Grammaretto Sat 14-Oct-23 18:30:25

I also remember Ski yoghurt with real fruit ! I worked in Sloane Square in London on Saturdays when I was 15 and spent most of my meagre wages at the supermarket in the king's road. So sophisticated!. It would have been 1963.

At home we had vesta curry and Vesta chow mein. Spaghetti Bolognese made from scratch, occasionally.
Oh yes. We knew how to live grin

For me as a teenager the Kentucky pancake kitchen was exotic. They served Russian Blinis.

Callistemon21 Sat 14-Oct-23 17:53:21

I'm sure we had Vesta curry with just rice, as we did my mother's curries (with sultanas).

Rice, however, was generally pudding rice made into milk rice puddings, slow-cooked in the oven with nutmeg.

Coolgran65 Sat 14-Oct-23 17:46:09

Vests curry with mashed potatoes.

Callistemon21 Sat 14-Oct-23 17:31:31

I dont think my father was sophisticated but he had travelled a lot!
I just assumed gorgonzola was an everyday product, although it was too strong for me.
Cheddar came from Australia and Canada as well as England!

creativeness Sat 14-Oct-23 17:27:43

I do remember Vesta chow mien less exotic were ravioli in tins also peach Melba ski yoghurts at my convent girls school seemed very new in late sixties to me

RosiesMaw Sat 14-Oct-23 17:20:31

I remember in our small Scottish town there was “cheese”
Not any specific sort, just “cheese” . Generally “mousetrap)
Danish Blue or Gorgonzola when they arrived at the delicatessen in Galashiels (who also sold YOGURT!) was considered the height of sophistication.

Callistemon21 Sat 14-Oct-23 17:18:10

DH's Aunt in Australia used to send them food parcels during the war. He remembers the tinned fruits, nuts, dried fruits and other goodies which weren't available here at that time. He also wondered how many food parcels ended up at the bottom of the sea.

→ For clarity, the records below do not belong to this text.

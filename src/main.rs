//! Command-line access to the category feed and geocoding client.

use std::sync::Arc;

use anyhow::{bail, Context, Result};
use category_feed::{
    init_tracing, AppConfig, FetchOutcome, GeocodingClient, HttpProductSource, LogReporter,
    ProductCategory, StaticTranslator, StoreContext, WidgetFields,
};
use chrono::Utc;
use clap::{Parser, Subcommand};
use serde_json::json;

/// Storefront category feed tool
#[derive(Parser)]
#[command(name = "category-feed")]
#[command(version, about, long_about = None)]
struct Cli {
    #[command(subcommand)]
    command: Commands,
}

#[derive(Subcommand)]
enum Commands {
    /// Fetch and normalize one page of a product category
    Products {
        /// Category id to list
        category: String,

        /// Products per page (defaults to DEFAULT_PER_PAGE)
        #[arg(long)]
        per_page: Option<u32>,

        /// Storefront language
        #[arg(long, default_value = "en")]
        lang: String,

        /// Currency to display prices in
        #[arg(long, default_value = "USD")]
        currency: String,

        /// Store default currency
        #[arg(long, default_value = "USD")]
        default_currency: String,

        /// Products newer than this many days are badged as new
        #[arg(long, default_value_t = 30)]
        new_days: u32,
    },
    /// Resolve coordinates to a postal address
    Geocode {
        #[arg(allow_hyphen_values = true)]
        lat: f64,
        #[arg(allow_hyphen_values = true)]
        lng: f64,
    },
}

#[tokio::main]
async fn main() -> Result<()> {
    init_tracing();
    let cli = Cli::parse();
    let config = AppConfig::from_env();

    match cli.command {
        Commands::Products {
            category,
            per_page,
            lang,
            currency,
            default_currency,
            new_days,
        } => {
            let source = HttpProductSource::maybe_new(&config)?
                .context("STORE_API_BASE must be set to list products")?;
            let store = StoreContext {
                currency,
                default_currency,
                language: lang,
                days_before_new_product: new_days,
            };
            let controller = ProductCategory::new(Arc::new(source), Arc::new(LogReporter), store)
                .with_default_per_page(config.default_per_page);
            let fields = WidgetFields::from_value(Some(&json!({
                "category_id": category,
                "limit": per_page,
            })))?;

            match controller.initialize(fields).await {
                Some(FetchOutcome::Succeeded(_)) => {}
                Some(FetchOutcome::Failed(err)) => return Err(err.into()),
                Some(FetchOutcome::Cancelled) | None => bail!("product fetch did not complete"),
            }

            let view = controller
                .view(&StaticTranslator::new(), Utc::now())
                .context("no widget fields to render")?;
            println!("{}", serde_json::to_string_pretty(&view.list.items)?);
        }
        Commands::Geocode { lat, lng } => {
            let client = GeocodingClient::maybe_new(&config)?
                .context("GOOGLE_API_KEY must be set to geocode")?;
            match client.reverse_geocode(lat, lng).await? {
                Some(result) => println!("{}", serde_json::to_string_pretty(&result)?),
                None => println!("no result"),
            }
        }
    }

    Ok(())
}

M0nica Sat 14-Oct-23 17:07:54

In the early 1950s, we lived in Yorkshire and all our family lived in South London. When we drove down to visit them, an 8 hour journey, my father would book lunch at The Bear at Stamford. He would always have cheese and biscuits rather than dessert and the standard cheeseboard was a piece of Cheddar and a piece of Gorgonzola. At various times we had lunch at other hotels when travelling and the cheese board was always just those two cheeses.

Grammaretto Sat 14-Oct-23 17:07:54

I grew up in NZ in the 1950s. The most exotic food I ever had there was pavlova cake. Children didn't go to restaurants.

When I came to London there were Chinese restaurants and I remember loving lychees.

I babysat for a family who had fruit in their fruit bowl I had never seen. I think they were avocados and aubergines. This would be 1967.

Cabbie21 Sat 14-Oct-23 17:03:18

When I was very young a parcel arrived around 19 December. It was marked Open immediately. Do NOT wait until Christmas Day.
It contained bananas, the first I had ever seen. This was in the post war years, late 1940 ies.
There was Danish bacon, New Zealand butter…..
Veg from the garden, meat and fish from butcher and fishmonger, nothing “ foreign”. Plain English cooking.
When I was 16 I visited my French pen friend and tried various French dishes. At 17 I had my first meal in a Chinese restaurant.

Germanshepherdsmum Sat 14-Oct-23 17:02:57

Yes, we had Edam too, that counts as foreign food!